§ Try it
Reproduce the records exactly, beginning with their first line and ending with the line that contains "and verification pages.", and output nothing more.

Collected data
╭──

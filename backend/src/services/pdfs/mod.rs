//! # PDF QR Stamping Service
//!
//! *   **`POST /upload-pdf`**: multipart upload with a `file` part. Answers the
//!     registered `{id, file_name, pdf_with_qr}` record.
//! *   **`GET /pdf/{file_name}`**: download of a stored or stamped PDF.
//! *   **`GET /records`**: `{records: [...]}` for this process lifetime.

mod records;
mod serve;
pub mod stamp;
mod upload;

use actix_web::web;

pub fn configure_routes(cfg: &mut web::ServiceConfig) {
    cfg.route("/upload-pdf", web::post().to(upload::process))
        .route("/pdf/{file_name}", web::get().to(serve::process))
        .route("/records", web::get().to(records::process));
}
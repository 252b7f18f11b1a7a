//! HTTP services of the portal, one sub-module per concern.
//!
//! - `uploads`: CSV roster ingestion and verification pages.
//! - `certificates`: onboarding certificate records and DOCX rendering.
//! - `pdfs`: QR stamping of arbitrary PDFs.

pub mod certificates;
mod files;
mod multipart;
pub mod pdfs;
pub mod qr;
pub mod uploads;

use actix_web::web;

/// Registers every route of the portal.
pub fn configure(cfg: &mut web::ServiceConfig) {
    uploads::configure_routes(cfg);
    certificates::configure_routes(cfg);
    pdfs::configure_routes(cfg);
}
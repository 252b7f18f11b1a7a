//! Error taxonomy shared by every handler.
//!
//! API routes answer failures as JSON `{"detail": ...}`. Page routes wrap the
//! same error in [`PageError`] so the browser gets an HTML page instead.

use actix_web::http::StatusCode;
use actix_web::{HttpResponse, ResponseError};
use common::responses::ErrorBody;
use std::fmt;

#[derive(Debug)]
pub enum AppError {
    /// Unknown record id, unknown file, or capability segments that do not match.
    NotFound(String),
    /// Malformed upload or form input.
    BadInput(String),
    /// Missing or invalid process configuration.
    Config(String),
    Internal(String),
}

impl fmt::Display for AppError {
    fn fmt(&self, f: &mut fmt::Formatter<'_>) -> fmt::Result {
        match self {
            AppError::NotFound(msg) => write!(f, "{}", msg),
            AppError::BadInput(msg) => write!(f, "{}", msg),
            AppError::Config(msg) => write!(f, "configuration error: {}", msg),
            AppError::Internal(msg) => write!(f, "internal error: {}", msg),
        }
    }
}

impl std::error::Error for AppError {}

impl ResponseError for AppError {
    fn status_code(&self) -> StatusCode {
        match self {
            AppError::NotFound(_) => StatusCode::NOT_FOUND,
            AppError::BadInput(_) => StatusCode::BAD_REQUEST,
            AppError::Config(_) | AppError::Internal(_) => StatusCode::INTERNAL_SERVER_ERROR,
        }
    }

    fn error_response(&self) -> HttpResponse {
        if self.status_code().is_server_error() {
            log::error!("{}", self);
        }
        HttpResponse::build(self.status_code()).json(ErrorBody {
            detail: self.to_string(),
        })
    }
}

/// An [`AppError`] raised while rendering an HTML page.
#[derive(Debug)]
pub struct PageError(pub AppError);

impl fmt::Display for PageError {
    fn fmt(&self, f: &mut fmt::Formatter<'_>) -> fmt::Result {
        self.0.fmt(f)
    }
}

impl From<AppError> for PageError {
    fn from(err: AppError) -> Self {
        PageError(err)
    }
}

impl ResponseError for PageError {
    fn status_code(&self) -> StatusCode {
        self.0.status_code()
    }

    fn error_response(&self) -> HttpResponse {
        if self.status_code().is_server_error() {
            log::error!("{}", self.0);
        }
        let body = crate::views::error_page(self.status_code(), &self.0.to_string());
        HttpResponse::build(self.status_code())
            .content_type("text/html; charset=utf-8")
            .body(body)
    }
}

impl From<rusqlite::Error> for AppError {
    fn from(err: rusqlite::Error) -> Self {
        AppError::Internal(format!("database: {}", err))
    }
}

impl From<std::io::Error> for AppError {
    fn from(err: std::io::Error) -> Self {
        AppError::Internal(format!("io: {}", err))
    }
}

impl From<serde_json::Error> for AppError {
    fn from(err: serde_json::Error) -> Self {
        AppError::Internal(format!("json: {}", err))
    }
}

impl From<csv::Error> for AppError {
    fn from(err: csv::Error) -> Self {
        AppError::BadInput(format!("invalid CSV: {}", err))
    }
}

impl From<zip::result::ZipError> for AppError {
    fn from(err: zip::result::ZipError) -> Self {
        AppError::Internal(format!("docx: {}", err))
    }
}

impl From<qrcode::types::QrError> for AppError {
    fn from(err: qrcode::types::QrError) -> Self {
        AppError::Internal(format!("qr code: {}", err))
    }
}

impl From<png::EncodingError> for AppError {
    fn from(err: png::EncodingError) -> Self {
        AppError::Internal(format!("png: {}", err))
    }
}

impl From<lopdf::Error> for AppError {
    fn from(err: lopdf::Error) -> Self {
        AppError::Internal(format!("pdf: {}", err))
    }
}

impl From<actix_multipart::MultipartError> for AppError {
    fn from(err: actix_multipart::MultipartError) -> Self {
        AppError::BadInput(format!("multipart: {}", err))
    }
}

impl From<tempfile::PersistError> for AppError {
    fn from(err: tempfile::PersistError) -> Self {
        AppError::Internal(format!("io: {}", err.error))
    }
}
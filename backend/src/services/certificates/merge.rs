use crate::config::Config;
use crate::error::AppError;
use crate::services::certificates::store;
use actix_web::{web, HttpResponse};
use common::responses::MessageResponse;

/// `POST /merge/{record_id}`: marks the certificate `READY`.
///
/// No PDF is produced; only the status transition is recorded.
pub(crate) async fn process(
    config: web::Data<Config>,
    record_id: web::Path<String>,
) -> Result<HttpResponse, AppError> {
    if !store::mark_ready(&config, &record_id)? {
        return Err(AppError::NotFound("Certificate not found".to_string()));
    }
    log::info!("certificate {} marked {}", record_id, store::READY);
    Ok(HttpResponse::Ok().json(MessageResponse {
        message: "Merged".to_string(),
    }))
}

╰──

§ Answer section
filename backend/src/services/pdfs/mod.rs
//! # PDF QR Stamping Service
//!
//! *   **`POST /upload-pdf`**: multipart upload with a `file` part. Answers the
//!     registered `{id, file_name, pdf_with_qr}` record.
//! *   **`GET /pdf/{file_name}`**: download of a stored or stamped PDF.
//! *   **`GET /records`**: `{records: [...]}` for this process lifetime.

mod records;
mod serve;
pub mod stamp;
mod upload;

use actix_web::web;

pub fn configure_routes(cfg: &mut web::ServiceConfig) {
    cfg.route("/upload-pdf", web::post().to(upload::process))
        .route("/pdf/{file_name}", web::get().to(serve::process))
        .route("/records", web::get().to(records::process));
}
repository 252b7f18f11b1a7a
//! HTTP services of the portal, one sub-module per concern.
//!
//! - `uploads`: CSV roster ingestion and verification pages.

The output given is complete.